В Вырице Амировы прожили год, мама Алии списалась с родней в Усть-Узе, и им разрешили вернуться в родное село. И стали они жить у бабушки, матери отца. В 1946 г. Алие уже было 14 лет, и учителя, да и мама, настаивали, чтобы она шла учиться в школу.
– И что, мне в четырнадцать лет идти в первый класс? Да к тому же, как мне сказали, в школе за веру ругали. И я наотрез отказалась учиться.
Конечно, мы много думали и молились за отца.
А от него ни слуху, ни духу. Кто-то говорил, что его видели живым после войны где-то в Варшаве. И вроде бы от него даже было письмо.
Как потом оказалось, отец с товарищами-парашютистами после побега из плена попал к белорусским партизанам. С этим отрядом отец дошёл до Польши, и там в одном из боев Сулеймана ранило в бок, и он из последних сил пополз в лес.
Был май 1944 г., было тепло, но его никто преследовать не стал. Сулейман неизвестно как набрёл на польский хутор. Вот там его и подобрала одна из местных женщин, которая вылечила и, видимо, полюбила его. Эта полячка родила ему сына. А в 1946 г. Сулейман, узнав о родных, что жена и дочь живы и проживают в Усть-Узе, рванул в родное село. Две жены, две семьи: здесь дочь, там сын. Что делать молодому человеку, жизнь которого войной так перепутана?
И он предлагает Магруй вместе с Алиёй ехать в Польшу. Кем? В качестве кого? Магруй, естественно, отказывается, и Сулейман уезжает к своей полячке.
Но скоро внезапно умирает сын. Сулейман разводится с польской женой и возвращается в Усть-Узу к прежней жене Магруй.
А шёл уже 1949 г. На следующий год рождаются Гюльчиган, еще через два года – близняшки, Рабия и Румия.
Сулейман и Магруй работают в колхозе, у них были четыре дочери, а еще шестерых детей – трех девочек и трех мальчиков – они похоронили.  
Алия, которая так и не пошла в школу, стала как бы воспитательницей детей матери. На предложения от усть-узинских парней она отвечала категорическим отказом, поскольку решила, что замуж пойдет только за городского парня. И вышла она замуж в 1960 г., когда ей было 28 лет.
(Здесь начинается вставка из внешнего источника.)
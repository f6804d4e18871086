// ABOUTME: Error types for the catalog crawler including the ErrorCode enum and CrawlError struct.
// ABOUTME: Provides categorized errors with convenience constructors and boolean helpers.

use std::fmt;

/// Error codes representing different categories of crawl failures.
#[derive(Debug, Clone, Copy, PartialEq, Eq)]
pub enum ErrorCode {
    InvalidUrl,
    Fetch,
    Timeout,
    Ssrf,
    Cancelled,
}

impl fmt::Display for ErrorCode {
    fn fmt(&self, f: &mut fmt::Formatter<'_>) -> fmt::Result {
        let s = match self {
            ErrorCode::InvalidUrl => "invalid URL",
            ErrorCode::Fetch => "fetch error",
            ErrorCode::Timeout => "timeout",
            ErrorCode::Ssrf => "SSRF blocked",
            ErrorCode::Cancelled => "crawl cancelled",
        };
        write!(f, "{}", s)
    }
}

/// The main error type for fetch and crawl operations.
#[derive(Debug, thiserror::Error)]
pub struct CrawlError {
    pub code: ErrorCode,
    pub url: String,
    pub op: String,
    /// HTTP status, when a response was received at all.
    pub status: Option<u16>,
    #[source]
    pub source: Option<anyhow::Error>,
}

impl fmt::Display for CrawlError {
    fn fmt(&self, f: &mut fmt::Formatter<'_>) -> fmt::Result {
        write!(f, "{} {}: {}", self.op, self.url, self.code)?;
        if let Some(ref src) = self.source {
            write!(f, ": {}", src)?;
        }
        Ok(())
    }
}

impl CrawlError {
    fn with_code(
        code: ErrorCode,
        url: impl Into<String>,
        op: impl Into<String>,
        source: Option<anyhow::Error>,
    ) -> Self {
        Self {
            code,
            url: url.into(),
            op: op.into(),
            status: None,
            source,
        }
    }

    /// Create an InvalidUrl error.
    pub fn invalid_url(
        url: impl Into<String>,
        op: impl Into<String>,
        source: Option<anyhow::Error>,
    ) -> Self {
        Self::with_code(ErrorCode::InvalidUrl, url, op, source)
    }

    /// Create a Fetch error.
    pub fn fetch(
        url: impl Into<String>,
        op: impl Into<String>,
        source: Option<anyhow::Error>,
    ) -> Self {
        Self::with_code(ErrorCode::Fetch, url, op, source)
    }

    /// Create a Fetch error for a response with a non-success status.
    pub fn http_status(url: impl Into<String>, op: impl Into<String>, status: u16) -> Self {
        let mut err = Self::with_code(
            ErrorCode::Fetch,
            url,
            op,
            Some(anyhow::anyhow!("HTTP status {}", status)),
        );
        err.status = Some(status);
        err
    }

    /// Create a Timeout error.
    pub fn timeout(
        url: impl Into<String>,
        op: impl Into<String>,
        source: Option<anyhow::Error>,
    ) -> Self {
        Self::with_code(ErrorCode::Timeout, url, op, source)
    }

    /// Create an SSRF error.
    pub fn ssrf(
        url: impl Into<String>,
        op: impl Into<String>,
        source: Option<anyhow::Error>,
    ) -> Self {
        Self::with_code(ErrorCode::Ssrf, url, op, source)
    }

    /// Create a Cancelled error.
    pub fn cancelled(url: impl Into<String>, op: impl Into<String>) -> Self {
        Self::with_code(ErrorCode::Cancelled, url, op, None)
    }

    /// HTTP status of the failed response, if any.
    pub fn status(&self) -> Option<u16> {
        self.status
    }

    /// Returns true if this is a Timeout error.
    pub fn is_timeout(&self) -> bool {
        self.code == ErrorCode::Timeout
    }

    /// Returns true if this is an SSRF error.
    pub fn is_ssrf(&self) -> bool {
        self.code == ErrorCode::Ssrf
    }

    /// Returns true if this is a Fetch error.
    pub fn is_fetch(&self) -> bool {
        self.code == ErrorCode::Fetch
    }

    /// Returns true if this is an InvalidUrl error.
    pub fn is_invalid_url(&self) -> bool {
        self.code == ErrorCode::InvalidUrl
    }

    /// Returns true if the crawl was cancelled.
    pub fn is_cancelled(&self) -> bool {
        self.code == ErrorCode::Cancelled
    }

    /// Whether repeating the same request could plausibly succeed.
    ///
    /// Transport failures, timeouts, 5xx and 429 responses are transient; bad
    /// URLs, blocked addresses and other 4xx responses are not.
    pub fn is_transient(&self) -> bool {
        match self.code {
            ErrorCode::Timeout => true,
            ErrorCode::Fetch => match self.status {
                Some(status) => status == 429 || (500..600).contains(&status),
                None => true,
            },
            _ => false,
        }
    }
}

#[cfg(test)]
mod tests {
    use super::*;

    #[test]
    fn display_includes_op_url_code_and_source() {
        let err = CrawlError::http_status("https://store.com/", "Fetch", 503);
        assert_eq!(
            err.to_string(),
            "Fetch https://store.com/: fetch error: HTTP status 503"
        );
        assert_eq!(err.status(), Some(503));
        assert!(err.is_fetch());
    }

    #[test]
    fn transient_classification() {
        assert!(CrawlError::http_status("u", "Fetch", 500).is_transient());
        assert!(CrawlError::http_status("u", "Fetch", 429).is_transient());
        assert!(!CrawlError::http_status("u", "Fetch", 404).is_transient());
        assert!(CrawlError::timeout("u", "Fetch", None).is_transient());
        assert!(CrawlError::fetch("u", "Fetch", Some(anyhow::anyhow!("reset"))).is_transient());
        assert!(!CrawlError::invalid_url("u", "Fetch", None).is_transient());
        assert!(!CrawlError::ssrf("u", "Fetch", None).is_transient());
        assert!(!CrawlError::cancelled("u", "Crawl").is_transient());
    }

    #[test]
    fn cancelled_has_no_source() {
        let err = CrawlError::cancelled("https://store.com/", "Crawl");
        assert!(err.is_cancelled());
        assert_eq!(err.to_string(), "Crawl https://store.com/: crawl cancelled");
    }
}
// ABOUTME: Page extractor that turns one fetched listing page into validated canonical products.
// ABOUTME: Combines container selection, field cascades, price/URL normalization and identity resolution.

use scraper::{ElementRef, Html};
use tracing::{debug, warn};

use crate::extractors::compiled::get_or_compile;
use crate::extractors::select::{choose_container, resolve};
use crate::extractors::selectors::SelectorSet;
use crate::normalize::{parse_price, resolve_url, PriceFormat};
use crate::pagination::has_next_page;
use crate::product::{CanonicalProduct, RawProductRecord};
use crate::source::ListingPage;

/// Category hints at or above this many characters are treated as noise.
pub const MAX_CATEGORY_LEN: usize = 100;

/// Everything learned from one listing page.
#[derive(Debug, Clone, Default, PartialEq)]
pub struct PageExtraction {
    /// The container selector chosen for this page, if any matched.
    pub container: Option<String>,
    /// How many elements the chosen container selector matched.
    pub elements_found: usize,
    /// Valid products in document order.
    pub products: Vec<CanonicalProduct>,
    /// Items that failed validation.
    pub rejected: usize,
    /// Whether an enabled next-page element is present.
    pub has_next_page: bool,
}

impl PageExtraction {
    /// True when no container selector matched, i.e. the page had no data.
    pub fn is_empty_page(&self) -> bool {
        self.container.is_none()
    }
}

/// Extracts products from listing pages using a selector set.
#[derive(Debug, Clone)]
pub struct PageExtractor<'a> {
    selectors: &'a SelectorSet,
    currency: &'a str,
    price_format: PriceFormat,
}

impl<'a> PageExtractor<'a> {
    pub fn new(selectors: &'a SelectorSet, currency: &'a str, price_format: PriceFormat) -> Self {
        Self {
            selectors,
            currency,
            price_format,
        }
    }

    /// Parses `html` and extracts every valid product on it.
    pub fn extract(&self, page: &ListingPage<'_>, html: &str) -> PageExtraction {
        let doc = Html::parse_document(html);
        self.extract_document(page, &doc)
    }

    /// Extracts from an already parsed document.
    pub fn extract_document(&self, page: &ListingPage<'_>, doc: &Html) -> PageExtraction {
        let has_next = has_next_page(doc, &self.selectors.next_page);

        let Some((container, elements_found)) = choose_container(doc, &self.selectors.containers)
        else {
            warn!(source = %page.source.name, page = page.number, "no product container selector matched");
            return PageExtraction {
                has_next_page: has_next,
                ..Default::default()
            };
        };
        debug!(
            source = %page.source.name,
            page = page.number,
            selector = container,
            elements = elements_found,
            "using product container selector"
        );

        let mut products = Vec::new();
        let mut rejected = 0;
        if let Some(sel) = get_or_compile(container) {
            for (index, item) in doc.select(&sel).enumerate() {
                let raw = self.extract_item(item, &page.source.base_url);
                match raw.into_canonical(page.source.id, self.currency) {
                    Ok(product) => products.push(product),
                    Err(reason) => {
                        rejected += 1;
                        debug!(page = page.number, item = index + 1, %reason, "discarding listing item");
                    }
                }
            }
        }

        PageExtraction {
            container: Some(container.to_string()),
            elements_found,
            products,
            rejected,
            has_next_page: has_next,
        }
    }

    fn extract_item(&self, item: ElementRef<'_>, base_url: &str) -> RawProductRecord {
        let sel = self.selectors;
        let name = resolve(item, &sel.name);
        let price_text = resolve(item, &sel.price);
        let price = price_text
            .as_deref()
            .and_then(|t| parse_price(t, &self.price_format));
        let url = resolve(item, &sel.url).and_then(|href| resolve_url(base_url, &href));
        let image = resolve(item, &sel.image).and_then(|src| resolve_url(base_url, &src));
        let category = sel
            .category
            .iter()
            .filter_map(|s| resolve(item, std::slice::from_ref(s)))
            .find(|c| c.chars().count() < MAX_CATEGORY_LEN);
        let in_stock = !sel.out_of_stock.iter().any(|css| {
            get_or_compile(css).is_some_and(|s| item.select(&s).next().is_some())
        });

        RawProductRecord {
            name,
            price_text,
            price,
            image,
            url,
            in_stock,
            category,
        }
    }
}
Свадьбу сыграли в просторном доме у родителей Якуба Абубекерова – прекрасных людей Абдуллы и Нафиси. И тут выясняется, что ее муж был брошен прежней женой Альфией, которая оставила ему ребенка, а сама укатила в Астрахань, а там вышла замуж за другого.
Ребенка усыновили родители мужа, и стал тот Ринатом Абдулловичем. Когда Ринату стало уже 30 лет, его астраханская мать вдруг опомнилась, не раз навещала сына.
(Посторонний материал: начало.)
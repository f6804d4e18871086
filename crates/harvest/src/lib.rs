// ABOUTME: Main library entry point for the storefront catalog crawler.
// ABOUTME: Re-exports the public API: Crawler, CrawlerBuilder, CrawlResult, CatalogSource, CrawlError, ErrorCode.

//! Catalog Harvest - a crawler for storefront product catalogs.
//!
//! For every configured source it walks the paginated listing pages, reads
//! product cards through ordered selector cascades, normalizes prices, URLs and
//! identifiers, and returns one deduplicated result per source.
//!
//! # Example
//!
//! ```no_run
//! use catalog_harvest::{load_builtin_sources, summarize, Crawler};
//!
//! #[tokio::main]
//! async fn main() {
//!     let crawler = Crawler::builder().build();
//!     let results = crawler.crawl_all(&load_builtin_sources()).await;
//!     let summary = summarize(&results);
//!     println!("{} products from {} sources", summary.total_products, summary.successful_sources);
//! }
//! ```

pub mod crawler;
pub mod dedupe;
pub mod error;
pub mod extractors;
pub mod normalize;
pub mod options;
pub mod pagination;
pub mod product;
pub mod resource;
pub mod result;
pub mod source;

pub use crate::crawler::Crawler;
pub use crate::dedupe::{dedupe, DedupKey, Deduplicator};
pub use crate::error::{CrawlError, ErrorCode};
pub use crate::extractors::page::{PageExtraction, PageExtractor};
pub use crate::extractors::selectors::SelectorSet;
pub use crate::normalize::{normalize_price, parse_price, resolve_external_id, resolve_url, PriceFormat};
pub use crate::options::{CrawlOptions, CrawlerBuilder, RetryPolicy};
pub use crate::pagination::{StopReason, MAX_PAGES};
pub use crate::product::{CanonicalProduct, RawProductRecord, Rejection};
pub use crate::resource::{
    FetchSession, FetchedPage, HttpFetcher, HttpFetcherOptions, PageFetcher, ResourceKind,
    ResourcePolicy,
};
pub use crate::result::{summarize, CrawlResult, CrawlSummary};
pub use crate::source::{
    load_builtin_sources, load_sources_from_path, load_sources_from_str, CatalogSource,
};
/// Builds a [`Record`](crate::Record) from `key => value` pairs.
///
/// ```rust
/// use tabler::record;
///
/// let record = record! { "name" => "Alice", "role" => "admin" };
/// assert_eq!(record.get("role"), Some("admin"));
/// ```
#[macro_export]
macro_rules! record {
    () => {
        $crate::Record::new()
    };

    ($($key:expr => $value:expr),+ $(,)?) => {{
        let mut record = $crate::Record::new();
        $(
            record.insert($key, $value);
        )+
        record
    }};
}

/// Builds a [`Table`](crate::Table) from brace-delimited records.
///
/// ```rust
/// use tabler::table;
///
/// let table = table![
///     { "name" => "Alice" },
///     { "name" => "Bob", "role" => "user" },
/// ];
/// assert_eq!(table.len(), 2);
/// ```
#[macro_export]
macro_rules! table {
    () => {
        $crate::Table::new()
    };

    ($({ $($key:expr => $value:expr),* $(,)? }),+ $(,)?) => {{
        let mut table = $crate::Table::new();
        $(
            table.push($crate::record! { $($key => $value),* });
        )+
        table
    }};
}
//! The ordered sequence of records produced by the parser.

use crate::Record;
use serde::{Deserialize, Serialize};
use std::ops::Index;

/// An ordered sequence of [`Record`]s.
///
/// Records keep the order in which they appeared in the input (or were pushed).
/// The parser never merges or reorders them.
///
/// # Examples
///
/// ```rust
/// use tabler::{Record, Table};
///
/// let mut table = Table::new();
/// let mut record = Record::new();
/// record.insert("name", "Alice");
/// table.push(record);
///
/// assert_eq!(table.len(), 1);
/// assert_eq!(table[0].get("name"), Some("Alice"));
/// ```
#[derive(Debug, Clone, Default, PartialEq, Eq, Serialize, Deserialize)]
#[serde(transparent)]
pub struct Table(Vec<Record>);

impl Table {
    #[must_use]
    pub fn new() -> Self {
        Table(Vec::new())
    }

    #[must_use]
    pub fn with_capacity(capacity: usize) -> Self {
        Table(Vec::with_capacity(capacity))
    }

    /// Appends a record at the end of the table.
    pub fn push(&mut self, record: Record) {
        self.0.push(record);
    }

    /// Returns the record at `index`.
    #[must_use]
    pub fn get(&self, index: usize) -> Option<&Record> {
        self.0.get(index)
    }

    #[must_use]
    pub fn len(&self) -> usize {
        self.0.len()
    }

    #[must_use]
    pub fn is_empty(&self) -> bool {
        self.0.is_empty()
    }

    pub fn iter(&self) -> std::slice::Iter<'_, Record> {
        self.0.iter()
    }

    pub fn iter_mut(&mut self) -> std::slice::IterMut<'_, Record> {
        self.0.iter_mut()
    }

    /// Returns the records as a slice.
    #[must_use]
    pub fn records(&self) -> &[Record] {
        &self.0
    }

    /// Consumes the table and returns its records.
    #[must_use]
    pub fn into_records(self) -> Vec<Record> {
        self.0
    }
}

impl Index<usize> for Table {
    type Output = Record;

    fn index(&self, index: usize) -> &Record {
        &self.0[index]
    }
}

impl From<Vec<Record>> for Table {
    fn from(records: Vec<Record>) -> Self {
        Table(records)
    }
}

impl From<Table> for Vec<Record> {
    fn from(table: Table) -> Self {
        table.0
    }
}

impl FromIterator<Record> for Table {
    fn from_iter<T: IntoIterator<Item = Record>>(iter: T) -> Self {
        Table(iter.into_iter().collect())
    }
}

impl Extend<Record> for Table {
    fn extend<T: IntoIterator<Item = Record>>(&mut self, iter: T) {
        self.0.extend(iter);
    }
}

impl IntoIterator for Table {
    type Item = Record;
    type IntoIter = std::vec::IntoIter<Record>;

    fn into_iter(self) -> Self::IntoIter {
        self.0.into_iter()
    }
}

impl<'a> IntoIterator for &'a Table {
    type Item = &'a Record;
    type IntoIter = std::slice::Iter<'a, Record>;

    fn into_iter(self) -> Self::IntoIter {
        self.0.iter()
    }
}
Для кого-то это было бы большой проблемой, но не для Алии, которая к своим тридцати годам столько насмотрелась и столько натерпелась, что этот приемный сын просто стал ее очередным ребенком. Позже у них с мужем родились Равиль и Зульфия.
Алия устроилась на часовой завод, на котором 28 лет трудилась станочницей, ее портрет часто висел на Доске Почета, была Ударником коммунистического труда.
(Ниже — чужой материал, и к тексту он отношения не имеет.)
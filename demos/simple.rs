//! Basic tabler serialization and deserialization.
//!
//! Run with: cargo run --example simple

use serde::{Deserialize, Serialize};
use std::error::Error;
use tabler::{from_str, to_string};

#[derive(Debug, Serialize, Deserialize, PartialEq)]
struct User {
    id: u32,
    name: String,
    bio: String,
}

fn main() -> Result<(), Box<dyn Error>> {
    let users = vec![
        User {
            id: 42,
            name: "Alice Johnson".to_string(),
            bio: "Likes parsers.\nWrites: Rust".to_string(),
        },
        User {
            id: 43,
            name: "Bob Smith".to_string(),
            bio: "# not a comment".to_string(),
        },
    ];

    // Serialize to tabler text
    let text = to_string(&users)?;
    println!("tabler output:\n{}", text);

    // Deserialize back to structs
    let users_back: Vec<User> = from_str(&text)?;
    assert_eq!(users, users_back);
    println!("Round-trip successful");

    // Hand-written input may mix simple and multi-line pairs
    let table = tabler::parse(b"# hosts\nname:db\nport:5432\n\n%%motd:\nWelcome!\n%%\n")?;
    for (index, record) in table.iter().enumerate() {
        println!("record {}: {:?}", index, record);
    }

    Ok(())
}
Я слушал Алию апу Сулеймановну и невольно отмечал ее сходства с моей мамой-фронтовичкой: много пережившие люди невольно становятся похожими друг на друга. Они становятся мудры и оттого спокойны.
И как бы в подтверждение этих слов Алия апа негромко подытожила беседу:
– Вы, конечно, понимаете, что большинство событий своей жизни я просто опустила. Нет, не за ненадобностью, а потому, что они настолько личные, что бередить их не хочется вовсе.